Um funcionário que trabalhou no HVT confirma o que diz o delegado. “Eles não estão nem aí se o animal vai sobreviver, não. O que eles querem é ganhar com internamento”.
Tutores de cães e gatos fizeram protesto, em maio, em frente ao Hospital Veterinário do Trabalhador (HVT), em Maceió — Foto: Arquivo pessoal
Apolo foi outro cachorro que passou por uma cirurgia no HVT. A tutora dele, Mônica, gastou quase R$ 4 mil. Mas quando levou Apolo para casa, descobriu que ele tinha pegado uma infecção no hospital.
“Foi quando falaram ‘ele tem que ficar internado novamente’. Eu digo ‘não tenho condições, eu sou costureira. Eu estou há um ano endividada’. Nesse momento, eu percebi que não era para tratar o cão, para curar”, lembra Mônica.
Com a ajuda de um amigo veterinário, ela conseguiu tratar o cão em casa. “Quando eu mostrei todos os medicamentos, ele fez ‘por incrível que pareça, você salvou seu cão”.
Mas Apolo ficou com sequelas graves e teve que passar por mais duas cirurgias, uma para correção da anterior e uma nova que foi feita como deveria ter a primeira cirurgia.
A polícia descobriu que, além das longas internações para ganhar com diárias, tinham casos der animais submetidos a cirurgias desnecessárias.
“E o pior de tudo, era sempre o modus operandi por ele utilizado, que era dar diagnóstico que não existia, com a intenção de obter daquela vítima um valor que seria gasto com o animal sem necessidade, a partir do desespero que ela tinha daquele fato”, diz o delegado Leonam.

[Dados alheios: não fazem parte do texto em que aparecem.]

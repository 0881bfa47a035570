//! Common Infrastructure
//!
//! The root error type every other module's errors fold into.
//! Configuration and logging live at the crate root (`crate::config`,
//! `crate::logging`) rather than here.

pub mod error;

pub use error::{BlossomError, Result};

Foi isso que aconteceu com a cadelinha Rubi, que chegou com a barriga inchada no HVT. Uma hora depois, a tutora dela recebeu um vídeo da cadelinha sendo submetida a uma cirurgia.
“Não explicou [o motivo da cirurgia]. Ninguém sabe se ela precisava de uma cirurgia, e acredito que ele não anestesiou esta cachorrinha. Eu acredito que nenhum animal que esteja anestesiado fica se mexendo”, conta a tutora de Rubi, que não sobreviveu.
Ela lembra ainda que foi ao HVT pedir satisfação sobre o que tinha acontecido. “No dia em que eu estive lá na clínica tomando satisfação, ele me ameaçou. Disse que eu não sabia com quem eu estava mexendo”.
A denúncia foi feita ao Conselho Regional de Medicina Veterinária (CRMV), que deixou claro que aquela não era a primeira denúncia sobre o HVT.
“Nós, como conselho, precisamos avaliar esses fatos que chegaram até nós, para daí depois que fizer a instalação do processo ético, e passar todo o trâmite, tomar uma decisão, se aquele profissional ele é culpado ou não, e se culpado, que pena cabe a ele. Leva no máximo até 5 anos. Então, não é rápido, ele demora”, justifica Annelise Martins, presidente do CRMV.
Além das sanções penais, os acusados podem sofrer sanções disciplinares que são aplicadas pelo conselho. Elas vão desde advertência, passando pela suspensão até eventualmente a cassação profissional.
Enquanto isso não acontece, o processo criminal avança. Além da prisão preventiva domiciliar, os veterinários responsáveis foram proibidos de exercer a prática veterinária e o HVT foi interditado pelo Instituto do Meio Ambiente (IMA). Os animais que estavam lá foram encaminhados para outras clínicas.
A reportagem do Fantástico tentou falar com o proprietário da clínica indo até a casa dele, mas não foi atendida.
Por meio de nota, a defesa dos veterinários disse que a denúncia de estelionato é “infundada, tendo em vista que todos os clientes assinam contrato de internamento antecipadamente” e que “em relação aos casos de Lock, Rubi e Apolo, os fatos serão esclarecidos judicialmente”, mas que “todos receberam tratamento conforme a literatura médica” e que o “único interesse sempre foi a recuperação e o bem estar de cada animal”.